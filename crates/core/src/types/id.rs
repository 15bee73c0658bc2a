//! Newtype IDs for type-safe entity references.
//!
//! Use the `define_id!` macro to create type-safe ID wrappers that prevent
//! accidentally mixing IDs from different entity types.

/// Macro to define a type-safe ID wrapper.
///
/// Creates a newtype wrapper around `i32` with:
/// - `Serialize`/`Deserialize` with `#[serde(transparent)]`
/// - `Debug`, `Clone`, `Copy`, `PartialEq`, `Eq`, `Hash`
/// - Conversion methods: `new()`, `as_i32()`
/// - `From<i32>` and `Into<i32>` implementations
/// - `sqlx` `Type`, `Encode`, and `Decode` implementations (with `postgres` feature)
///
/// # Example
///
/// ```rust
/// # use curbside_core::define_id;
/// define_id!(CrewId);
/// define_id!(PickupId);
///
/// let crew_id = CrewId::new(1);
/// let pickup_id = PickupId::new(1);
///
/// // These are different types, so this won't compile:
/// // let _: CrewId = pickup_id;
/// ```
#[macro_export]
macro_rules! define_id {
    ($name:ident) => {
        #[derive(
            Debug,
            Clone,
            Copy,
            PartialEq,
            Eq,
            Hash,
            ::serde::Serialize,
            ::serde::Deserialize
        )]
        #[serde(transparent)]
        pub struct $name(i32);

        impl $name {
            /// Create a new ID from an i32 value.
            #[must_use]
            pub const fn new(id: i32) -> Self {
                Self(id)
            }

            /// Get the underlying i32 value.
            #[must_use]
            pub const fn as_i32(&self) -> i32 {
                self.0
            }
        }

        impl ::core::fmt::Display for $name {
            fn fmt(&self, f: &mut ::core::fmt::Formatter<'_>) -> ::core::fmt::Result {
                write!(f, "{}", self.0)
            }
        }

        impl From<i32> for $name {
            fn from(id: i32) -> Self {
                Self(id)
            }
        }

        impl From<$name> for i32 {
            fn from(id: $name) -> Self {
                id.0
            }
        }

        #[cfg(feature = "postgres")]
        impl ::sqlx::Type<::sqlx::Postgres> for $name {
            fn type_info() -> ::sqlx::postgres::PgTypeInfo {
                <i32 as ::sqlx::Type<::sqlx::Postgres>>::type_info()
            }

            fn compatible(ty: &::sqlx::postgres::PgTypeInfo) -> bool {
                <i32 as ::sqlx::Type<::sqlx::Postgres>>::compatible(ty)
            }
        }

        #[cfg(feature = "postgres")]
        impl<'r> ::sqlx::Decode<'r, ::sqlx::Postgres> for $name {
            fn decode(
                value: ::sqlx::postgres::PgValueRef<'r>,
            ) -> ::core::result::Result<Self, ::sqlx::error::BoxDynError> {
                let id = <i32 as ::sqlx::Decode<::sqlx::Postgres>>::decode(value)?;
                Ok(Self(id))
            }
        }

        #[cfg(feature = "postgres")]
        impl ::sqlx::Encode<'_, ::sqlx::Postgres> for $name {
            fn encode_by_ref(
                &self,
                buf: &mut ::sqlx::postgres::PgArgumentBuffer,
            ) -> ::std::result::Result<::sqlx::encode::IsNull, ::sqlx::error::BoxDynError> {
                <i32 as ::sqlx::Encode<::sqlx::Postgres>>::encode_by_ref(&self.0, buf)
            }
        }
    };
}

// Define standard entity IDs
define_id!(CrewId);
define_id!(PickupId);
define_id!(ZipRouteId);
define_id!(TemplateId);

#[cfg(test)]
mod tests {
    use super::*;

    #[test]
    fn test_id_roundtrip() {
        let id = CrewId::new(42);
        assert_eq!(id.as_i32(), 42);
        assert_eq!(i32::from(id), 42);
        assert_eq!(CrewId::from(42), id);
    }

    #[test]
    fn test_id_display() {
        assert_eq!(PickupId::new(7).to_string(), "7");
    }

    #[test]
    fn test_id_serde_transparent() {
        let id = ZipRouteId::new(3);
        let json = serde_json::to_string(&id).expect("serialize");
        assert_eq!(json, "3");
        let back: ZipRouteId = serde_json::from_str(&json).expect("deserialize");
        assert_eq!(back, id);
    }
}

+--

**REQUIRED ACTION:** Pull every line containing the word "types" out of the material.

**OUTPUT OF THE EXERCISE:**
filename crates/core/src/types/id.rs
//! accidentally mixing IDs from different entity types.
/// // These are different types, so this won't compile:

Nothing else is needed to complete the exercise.